Who Even if you aren’t selling as much as you’d like right now, you’re selling something. Who’s buying your items now? The more you know about them, the more effectively you can work on satisfying them so they’ll help you increase sales. Everything you’d love to know about your buyers, from exactly who they are to the other websites they frequent and the keywords they used to find your site, is available to you. It’s time to start using that information to tailor what you’re doing and make sure you’re speaking to the right people.
Set up visitor tracking
The key to satisfying your buyers is to first understand who they are.
Here’s what to do:
Google offers very powerful tracking and analytics tools for free that can give you invaluable information on who’s looking at your eBay listings. The wealth of information can be overwhelming at first glance, but for now, we’re just going to set it up and let it start passively tracking our traffic, so they’ll be something worth looking at later when we’ve got time to figure it all out.

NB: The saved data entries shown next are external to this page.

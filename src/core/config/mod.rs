pub mod paths;
pub mod service;
pub mod settings;
pub mod validation;

pub use paths::AppPaths;
pub use service::ConfigService;
pub use settings::{CorpusSettings, CrewSettings, LlmSettings, RetrievalSettings, Settings};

Visit http://www.google.com/analytics/ and sign up. Getting signed up with Google Analytics is quick if you just fill out the required fields and don’t obsess over settings. You can also use any existing Google account you may already have such as Gmail, YouTube, or even your customer Google apps accounts in some cases. Once your account is active, set up your eBay items as a site and get the Java-free version of the unique tracking code. Now add that code to the bottom of all your active eBay items in minutes with the bulk editing tools. Don’t worry, it won’t show anything on your listings itself as long as you add it to the HTML.
Once that’s done, take an extra moment to add that tracking code to the HMTL of your new listings template or listing software so it’ll also be in every new listing you list from now on without your having to remember to add it. It’ll only take a minute more to also add the code to all your other eBay pages such as My World, About Me and Custom Store pages. Basically, anywhere eBay will let you add HTML, input the tracking code–though never more than once on a single page. Even if you aren’t sure you’re ever going to need tracking info about that page, it costs nothing to let Google keep an eye on it in the background just in case.
If you’re an eBay Store owner, Traffic and Sales Reports are also included with your store subscription and are on the Store Management dashboard. These are also very useful but come with one use-it-or-lose-it catch. You must log into your reports at least once every 90 days or they will stop tracking your data. Keeping this powerful service is therefore as simple as setting yourself a reminder on your phone or calendar to log in once every three months. Take a moment to log into those reports now and set yourself that reminder so you don’t lose them. While I recommend setting up Google Analytics anyway because they give you more detailed reports, it’s always helpful to have a back-up option like this.
Why are we doing this?
Before we can work on converting our existing buyers into word of mouth and recurring fans, we need to know who they are. Once we understand their identity and where they’re coming from, literally, we’ll be able to better serve them. Traffic reports do two big things for you. They tell you who is visiting your items and what other sites they visit, which helps you to better understand and serve your customers, while also cluing your into your competitors and similar sites to use as allies. They also show you the effect your marketing is having. In short, they’ll help you understand what’s going on with your items and how your sales relate to the marketing you’re doing versus people who stumble upon the items themselves. We’re setting this up first because, while traffic reports by themselves won’t bring in more traffic or buyers on their own, they’ll inform you of everything you do from here on and help you fine-tune your efforts so you’re not just blasting your message into the void.